O sexting (anglicismo que se refere ao envio de mensagens com conteúdo erótico-sexual) se tornou uma prática comum entre adolescentes. Em alguns casos, é uma forma de explorar sua identidade e expressar sua sexualidade. Mas, em outros, pode ser resultado de pressão social, levando-os a correr riscos que afetam seu bem-estar. Embora em muitos casos os consideremos nativos digitais, isso não significa necessariamente que eles saibam administrar as tecnologias de forma segura e não violenta.
Basta um único clique para que uma mensagem, imagem ou um vídeo percorra o mundo em questão de segundos, obscurecendo os limites da privacidade. Esse fenômeno representa desafios não apenas para os jovens, mas também para suas famílias, educadores e legisladores de políticas. Portanto, precisamos entender como a percepção do sexting mudou, bem como os dilemas que se levanta em relação ao consentimento e suas consequências em um mundo cada vez mais digital.
Do tabu à normalização: a percepção do ‘sexting’ foi mudando?
Durante anos, a sexualidade foi cercada de tabus e associada ao segredo ou à transgressão de normas sociais entre adultos. No entanto, o uso generalizado de tecnologias de relacionamento, informação e comunicação (TRICs) transformou a maneira como interagimos e começamos a falar sobre sexualidade com mais frequência em ambientes digitais.
Principalmente na adolescência, fase de exploração da identidade e curiosidade sexual, a imagem virtual ganhou grande importância nas relações sociais, e o sexting passou a fazer parte do ecossistema digital adolescente.
O que é ‘sexting’ exatamente?
Os primeiros estudos sobre esse fenômeno o vincularam principalmente ao envio de conteúdo erótico-sexual autoproduzido, ou seja, a mesma pessoa que aparece no material é quem o envia. Mas, com o tempo, as pesquisas ampliaram o foco para outras práticas, como o encaminhamento de material de terceiros sem consentimento.
Embora sua definição ainda seja complexa, em termos gerais podemos entender esse termo como o envio, recebimento ou encaminhamento de mensagens de texto, imagens ou vídeos sexualmente sugestivos ou explícitos por meio de mídia eletrônica. Algumas pesquisas têm até optado por desenvolver ferramentas para avaliar e especificar essa prática, como o questionário SBM-Q, que permite mensurar suas diferentes manifestações e motivações.

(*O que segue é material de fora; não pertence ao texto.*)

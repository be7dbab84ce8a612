//! Streaming frame assembler
//!
//! Raw reads from the controller do not respect frame boundaries: a read may
//! start in the middle of a frame, stop halfway through one, or carry the
//! tail of a stale reply ahead of the expected one. [`FrameAssembler`]
//! consumes bytes as they arrive and yields complete frames in order.
//!
//! ```text
//! SeekingHeader --(6 header bytes)--> HaveHeader --(length field)--> HaveLength
//!       ^                                  |                              |
//!       +------(length > 54: drop 1 byte)--+                              |
//!       +-----------------------(10 + length bytes: emit frame)-----------+
//! ```

use std::collections::VecDeque;

use tracing::trace;

use crate::frame::{
    is_sync_header, Frame, FRAME_LEN, HEADER_LEN, LENGTH_OFFSET, PAYLOAD_OFFSET,
};

/// Completed frames kept before the oldest is dropped
///
/// Enough for every frame a single full-size read can carry, plus one.
const MAX_READY_FRAMES: usize = FRAME_LEN / PAYLOAD_OFFSET + 1;

/// Parser position within the byte stream
#[derive(Debug, Clone, Copy, PartialEq, Eq)]
pub enum AssemblerState {
    /// Scanning for the next sync header
    SeekingHeader,
    /// Buffer starts with a sync header, waiting for the length field
    HaveHeader,
    /// Length field read, waiting for `frame_len` bytes in total
    HaveLength { frame_len: usize },
}

/// Incremental frame parser
#[derive(Debug)]
pub struct FrameAssembler {
    buffer: Vec<u8>,
    state: AssemblerState,
    ready: VecDeque<Frame>,
}

impl FrameAssembler {
    pub fn new() -> Self {
        Self {
            buffer: Vec::with_capacity(FRAME_LEN),
            state: AssemblerState::SeekingHeader,
            ready: VecDeque::new(),
        }
    }

    /// Push raw bytes read from the device
    pub fn push_bytes(&mut self, data: &[u8]) {
        self.buffer.extend_from_slice(data);
        self.advance();
    }

    /// Take the oldest complete frame, if any
    pub fn next_frame(&mut self) -> Option<Frame> {
        self.ready.pop_front()
    }

    /// Drop all buffered bytes and pending frames
    pub fn clear(&mut self) {
        self.buffer.clear();
        self.ready.clear();
        self.state = AssemblerState::SeekingHeader;
    }

    pub fn state(&self) -> AssemblerState {
        self.state
    }

    /// Number of bytes held while waiting for more input
    pub fn buffered_len(&self) -> usize {
        self.buffer.len()
    }

    fn advance(&mut self) {
        loop {
            match self.state {
                AssemblerState::SeekingHeader => {
                    let found = self
                        .buffer
                        .windows(HEADER_LEN)
                        .position(is_sync_header);
                    match found {
                        Some(start) => {
                            if start > 0 {
                                trace!("Discarding {} bytes ahead of sync header", start);
                                self.buffer.drain(..start);
                            }
                            self.state = AssemblerState::HaveHeader;
                        }
                        None => {
                            // Keep a possible partial header at the tail
                            let keep = HEADER_LEN - 1;
                            if self.buffer.len() > keep {
                                let excess = self.buffer.len() - keep;
                                self.buffer.drain(..excess);
                            }
                            return;
                        }
                    }
                }
                AssemblerState::HaveHeader => {
                    if self.buffer.len() < PAYLOAD_OFFSET {
                        return;
                    }
                    let len = u16::from_le_bytes([
                        self.buffer[LENGTH_OFFSET],
                        self.buffer[LENGTH_OFFSET + 1],
                    ]);
                    let frame_len = PAYLOAD_OFFSET + usize::from(len);
                    if frame_len > FRAME_LEN {
                        trace!("Length field {} overruns frame, resyncing", len);
                        self.buffer.drain(..1);
                        self.state = AssemblerState::SeekingHeader;
                    } else {
                        self.state = AssemblerState::HaveLength { frame_len };
                    }
                }
                AssemblerState::HaveLength { frame_len } => {
                    if self.buffer.len() < frame_len {
                        return;
                    }
                    let frame = Frame::from_slice(&self.buffer[..frame_len]);
                    self.buffer.drain(..frame_len);
                    trace!("Assembled {:?}", frame);

                    if self.ready.len() == MAX_READY_FRAMES {
                        self.ready.pop_front();
                    }
                    self.ready.push_back(frame);
                    self.state = AssemblerState::SeekingHeader;
                }
            }
        }
    }
}

impl Default for FrameAssembler {
    fn default() -> Self {
        Self::new()
    }
}
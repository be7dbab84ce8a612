//! Error types for the connection session

use thiserror::Error;

/// Errors reported by a platform collaborator
#[derive(Debug, Error, Clone, PartialEq, Eq)]
pub enum PlatformError {
    /// Interface could not be opened
    #[error("failed to open {path}: {reason}")]
    OpenFailed { path: String, reason: String },

    /// Interface enumeration failed
    #[error("enumeration failed: {0}")]
    Enumeration(String),

    /// Read or write error on an open handle
    #[error("I/O error: {0}")]
    Io(String),

    /// The device went away
    #[error("device disconnected")]
    Disconnected,
}

/// Errors that can occur while talking to the controller
///
/// [`PlatformError`]s never surface here: the session maps a failed open to
/// [`SessionError::NotFound`] and a failed read to
/// [`SessionError::ReadTimeout`].
#[derive(Debug, Error)]
pub enum SessionError {
    /// No candidate passed the probe
    #[error("no controller found")]
    NotFound,

    /// Writing a frame failed
    #[error("write failed")]
    WriteFailed,

    /// No complete frame arrived in time
    #[error("no reply after {attempts} attempt(s)")]
    ReadTimeout { attempts: u32 },

    /// Frames arrived but none was the expected reply
    #[error("unexpected reply after {attempts} attempt(s)")]
    MalformedFrame { attempts: u32 },

    /// No open session
    #[error("not connected")]
    NotConnected,

    /// Background worker died
    #[error("worker failed: {0}")]
    Worker(String),
}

‘Sexting’ e o duplo padrão sexual entre meninos e meninas
Uma meta-análise recente, que examinou estudos da Europa, América do Norte, Austrália, Nova Zelândia, Oriente Médio, América do Sul e África, e envolveu um total de 48.024 adolescentes e jovens adultos, estima que, em média, 19,3% enviam esse tipo de conteúdo, 34,8% o recebem e 14,5% o encaminham sem consentimento.
Mas, além dos números, é importante estar ciente do claro impacto que isso está tendo na dinâmica social, onde parece afetar mais as meninas do que os meninos. Não podemos ignorar o fato de que o duplo padrão sexual continua fazendo a diferença: enquanto os meninos frequentemente recebem validação social por essas práticas, as meninas são frequentemente alvo de críticas e estigmatização pelos mesmos comportamentos. Esse duplo padrão mostra que o risco não está apenas na prática do sexting, mas também na forma como a sociedade o interpreta e o julga com base no gênero.
O dilema do consentimento
O consentimento tornou-se um elemento-chave no sexting. Os adolescentes o consideram fundamental, mas reconhecem que se trata de uma questão complexa e cheia de nuances. Alguns jovens enviam imagens erótico-sexuais simplesmente porque querem, como um sinal de confiança ou intimidade.

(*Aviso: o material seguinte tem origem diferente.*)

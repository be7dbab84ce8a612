//! Known controller identities
//!
//! The table order is the preference order used when several interfaces
//! qualify: earlier entries win. New variants are appended.

use std::cmp::Ordering;
use std::fmt;

use crate::identity::{contains_ignore_case, CandidateInterface, DeviceIdentity, ParsedIdentity};

/// Seewo / CVTE vendor id
pub const VID_CVTE: u16 = 0x1FF7;
/// Alternate vendor id used by some board generations
pub const VID_CVTE_ALT: u16 = 0x222A;
/// Vendor id of the 309 controller bridge
pub const VID_309: u16 = 0x10E0;

/// Product id shared by the sixth to eighth generation controllers
pub const PID_GEN6: u16 = 0x0F33;

/// Controller variants with a fixed position in the preference order
pub mod known {
    use super::*;

    pub const COMMON: DeviceIdentity = DeviceIdentity::new(VID_CVTE, 0x0F15, "mi_00&col02");
    pub const MCU_638: DeviceIdentity = DeviceIdentity::new(VID_CVTE, 0x0F15, "mi_00");
    pub const MCU_309: DeviceIdentity = DeviceIdentity::new(VID_309, 0xAA55, "col01");
    pub const MCU_551: DeviceIdentity = DeviceIdentity::new(VID_CVTE, 0x0F15, "mi_00");
    pub const TOUCH: DeviceIdentity = DeviceIdentity::new(VID_CVTE, 0x0001, "col03");
    pub const MCU_551_B2: DeviceIdentity = DeviceIdentity::new(VID_CVTE, 0x0F21, "mi_00&col02");
    pub const GEN5: DeviceIdentity = DeviceIdentity::new(VID_CVTE, 0x0F26, "mi_00");
    pub const FOUR_SIDES_INFRARED: DeviceIdentity = DeviceIdentity::new(VID_CVTE, 0x0F50, "mi_00");
    pub const FLATFROG_TOUCH_FRAME: DeviceIdentity = DeviceIdentity::new(VID_CVTE, 0x0F28, "mi_00");
    pub const GEN6: DeviceIdentity = DeviceIdentity::new(VID_CVTE, PID_GEN6, "mi_00").with_revision(0x0300);
    pub const GEN6_ABROAD: DeviceIdentity = DeviceIdentity::new(VID_CVTE, 0x0F27, "mi_00");
    pub const GEN7: DeviceIdentity = DeviceIdentity::new(VID_CVTE, PID_GEN6, "").with_revision(0x0450);
    pub const GEN7_FOUR_SIDES: DeviceIdentity =
        DeviceIdentity::new(VID_CVTE, PID_GEN6, "mi_00").with_revision(0x0451);
    pub const GEN7_PLUS_FOUR_SIDES: DeviceIdentity =
        DeviceIdentity::new(VID_CVTE, PID_GEN6, "mi_00").with_revision(0x045B);
    pub const GEN7_MULTI_LEFT: DeviceIdentity = DeviceIdentity::new(VID_CVTE, PID_GEN6, "").with_revision(0x045D);
    pub const GEN7_MULTI_MIDDLE: DeviceIdentity = DeviceIdentity::new(VID_CVTE, PID_GEN6, "").with_revision(0x045E);
    pub const GEN7_MULTI_RIGHT: DeviceIdentity = DeviceIdentity::new(VID_CVTE, PID_GEN6, "").with_revision(0x045F);
    pub const GEN8: DeviceIdentity = DeviceIdentity::new(VID_CVTE, PID_GEN6, "").with_revision(0x0550);
    pub const GEN8_MULTI_LEFT: DeviceIdentity = DeviceIdentity::new(VID_CVTE, PID_GEN6, "").with_revision(0x0555);
    pub const GEN8_MULTI_MIDDLE: DeviceIdentity = DeviceIdentity::new(VID_CVTE, PID_GEN6, "").with_revision(0x0556);
    pub const GEN8_MULTI_RIGHT: DeviceIdentity = DeviceIdentity::new(VID_CVTE, PID_GEN6, "").with_revision(0x0557);
    /// Podium variant: recognized, but never preferred over anything else
    pub const PODIUM: DeviceIdentity = DeviceIdentity::new(VID_CVTE, 0x0F31, "mi_00");
}

/// Coarse rule for controllers missing from the table
pub mod generic {
    pub const VIDS: &[u16] = &[super::VID_CVTE, super::VID_CVTE_ALT];

    pub const PID_RANGES: &[(u16, u16)] = &[(0x0001, 0x0020), (0x0F20, 0x0F30), (0x0F32, 0x0F3F)];

    /// Interface role fragments of the controller endpoint
    pub const INTERFACE_KEYS: &[&str] = &["mi_00", "col03"];
}

const TABLE: &[(&str, DeviceIdentity)] = &[
    ("Common", known::COMMON),
    ("638", known::MCU_638),
    ("309", known::MCU_309),
    ("551", known::MCU_551),
    ("Touch", known::TOUCH),
    ("551 B2", known::MCU_551_B2),
    ("V", known::GEN5),
    ("Four-sides infrared blackboard", known::FOUR_SIDES_INFRARED),
    ("FlatFrog touch frame", known::FLATFROG_TOUCH_FRAME),
    ("VI", known::GEN6),
    ("VI abroad", known::GEN6_ABROAD),
    ("VII", known::GEN7),
    ("VII four-sides infrared blackboard", known::GEN7_FOUR_SIDES),
    ("VII plus four-sides infrared blackboard", known::GEN7_PLUS_FOUR_SIDES),
    ("VII multi-screen left", known::GEN7_MULTI_LEFT),
    ("VII multi-screen middle", known::GEN7_MULTI_MIDDLE),
    ("VII multi-screen right", known::GEN7_MULTI_RIGHT),
    ("VIII", known::GEN8),
    ("VIII multi-screen left", known::GEN8_MULTI_LEFT),
    ("VIII multi-screen middle", known::GEN8_MULTI_MIDDLE),
    ("VIII multi-screen right", known::GEN8_MULTI_RIGHT),
];

/// Preference of a candidate; lower sorts first
#[derive(Debug, Clone, Copy, PartialEq, Eq, Hash, PartialOrd, Ord)]
pub struct Rank(u32);

impl Rank {
    /// Candidate accepted without matching any table entry
    pub const UNRANKED: Rank = Rank(10_000);
    /// Podium variant, after everything else
    pub const RESERVED: Rank = Rank(10_001);

    pub const fn position(index: u32) -> Self {
        Rank(index)
    }

    pub fn value(&self) -> u32 {
        self.0
    }
}

impl fmt::Display for Rank {
    fn fmt(&self, f: &mut fmt::Formatter<'_>) -> fmt::Result {
        match *self {
            Rank::UNRANKED => write!(f, "unranked"),
            Rank::RESERVED => write!(f, "reserved"),
            Rank(n) => write!(f, "#{}", n),
        }
    }
}

/// A catalog entry with its precomputed rank
#[derive(Debug, Clone, Copy, PartialEq, Eq)]
pub struct CatalogEntry {
    pub name: &'static str,
    pub identity: DeviceIdentity,
    pub rank: Rank,
}

/// Ordered table of controller identities
#[derive(Debug, Clone)]
pub struct IdentityCatalog {
    entries: Vec<CatalogEntry>,
    reserved: Vec<CatalogEntry>,
}

impl IdentityCatalog {
    /// Catalog of all known controller variants
    pub fn builtin() -> Self {
        Self::from_table(TABLE, &[("Podium", known::PODIUM)])
    }

    /// Build a catalog from ordered entries plus reserved entries
    pub fn from_table(
        table: &[(&'static str, DeviceIdentity)],
        reserved: &[(&'static str, DeviceIdentity)],
    ) -> Self {
        let entries = table
            .iter()
            .enumerate()
            .map(|(i, &(name, identity))| CatalogEntry {
                name,
                identity,
                rank: Rank::position(i as u32),
            })
            .collect();
        let reserved = reserved
            .iter()
            .map(|&(name, identity)| CatalogEntry {
                name,
                identity,
                rank: Rank::RESERVED,
            })
            .collect();
        Self { entries, reserved }
    }

    /// Ranked entries in preference order
    pub fn entries(&self) -> impl Iterator<Item = &CatalogEntry> {
        self.entries.iter()
    }

    /// Entries that are recognized for sorting only
    pub fn reserved(&self) -> impl Iterator<Item = &CatalogEntry> {
        self.reserved.iter()
    }

    /// First ranked entry matching a parsed candidate
    ///
    /// Reserved entries are never returned, so a reserved variant is not
    /// accepted as a controller through the table.
    pub fn lookup(&self, parsed: &ParsedIdentity, path: &str) -> Option<&CatalogEntry> {
        self.entries.iter().find(|e| e.identity.matches(parsed, path))
    }

    /// First ranked entry whose textual form appears in an unparseable path
    pub fn lookup_text(&self, path: &str) -> Option<&CatalogEntry> {
        self.entries.iter().find(|e| e.identity.matches_text(path))
    }

    /// First ranked entry matching a candidate, parsed or not
    pub fn entry_for(&self, candidate: &CandidateInterface) -> Option<&CatalogEntry> {
        match ParsedIdentity::parse(candidate) {
            Some(parsed) => self.lookup(&parsed, &candidate.path),
            None => self.lookup_text(&candidate.path),
        }
    }

    fn reserved_for(&self, candidate: &CandidateInterface) -> Option<&CatalogEntry> {
        match ParsedIdentity::parse(candidate) {
            Some(parsed) => self
                .reserved
                .iter()
                .find(|e| e.identity.matches(&parsed, &candidate.path)),
            None => self.reserved.iter().find(|e| e.identity.matches_text(&candidate.path)),
        }
    }

    /// Rank of a candidate, [`Rank::UNRANKED`] if no entry matches
    pub fn rank(&self, candidate: &CandidateInterface) -> Rank {
        self.entry_for(candidate)
            .or_else(|| self.reserved_for(candidate))
            .map_or(Rank::UNRANKED, |e| e.rank)
    }

    /// Compare two candidates by rank
    pub fn compare(&self, a: &CandidateInterface, b: &CandidateInterface) -> Ordering {
        self.rank(a).cmp(&self.rank(b))
    }
}

impl Default for IdentityCatalog {
    fn default() -> Self {
        Self::builtin()
    }
}

/// Check the coarse rule for controllers missing from the table
pub fn matches_generic(parsed: &ParsedIdentity, path: &str) -> bool {
    generic::VIDS.contains(&parsed.vendor_id)
        && generic::PID_RANGES
            .iter()
            .any(|&(lo, hi)| (lo..=hi).contains(&parsed.product_id))
        && generic::INTERFACE_KEYS.iter().any(|key| {
            contains_ignore_case(&parsed.key_fragment, key) || contains_ignore_case(path, key)
        })
}

/// Human-readable variant name for a candidate
pub fn variant_name(catalog: &IdentityCatalog, candidate: &CandidateInterface) -> Option<&'static str> {
    catalog
        .entry_for(candidate)
        .or_else(|| catalog.reserved_for(candidate))
        .map(|e| e.name)
}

Outros, no entanto, o fazem em resposta a pressões externas (de parceiros, amigos ou normas sociais) ou internas (expectativas autoimpostas, necessidade de popularidade ou medo de rejeição). Essa pressão pode ser tão sutil que a pessoa nem percebe totalmente, o que leva ao sexting indesejado. Em outros casos, o material íntimo é encaminhado sem a permissão da pessoa que aparece nele, o que implica em total falta de consentimento.
Então, por que adolescentes, meninos e meninas, praticam sexting? Não há uma resposta única, pois sua decisão é influenciada por uma combinação de aspectos psicossociais. Fatores individuais, como autoestima e necessidade de validação, combinam-se com a influência de grupos de colegas, redes sociais e a percepção de sexting em seu ambiente. Esse conjunto podem, às vezes, levá-los a enviar conteúdo erótico-sexual mesmo quando não querem. Normas de gênero e percepções de popularidade reforçam essa pressão, especialmente para meninas, fazendo com que o envio de material íntimo seja uma forma de satisfazer uma expectativa, e não uma escolha livre.
Quando se trata de encaminhamento não consensual, outros mecanismos como o desvinculação moral e a desinibição tóxica online também entrem em jogo, especialmente entre os meninos. Essas estratégias permitem que eles justifiquem os danos sem se sentirem culpados e minimizem as consequências percebidas de suas ações através da tela, normalizando a violação da privacidade de outras pessoas.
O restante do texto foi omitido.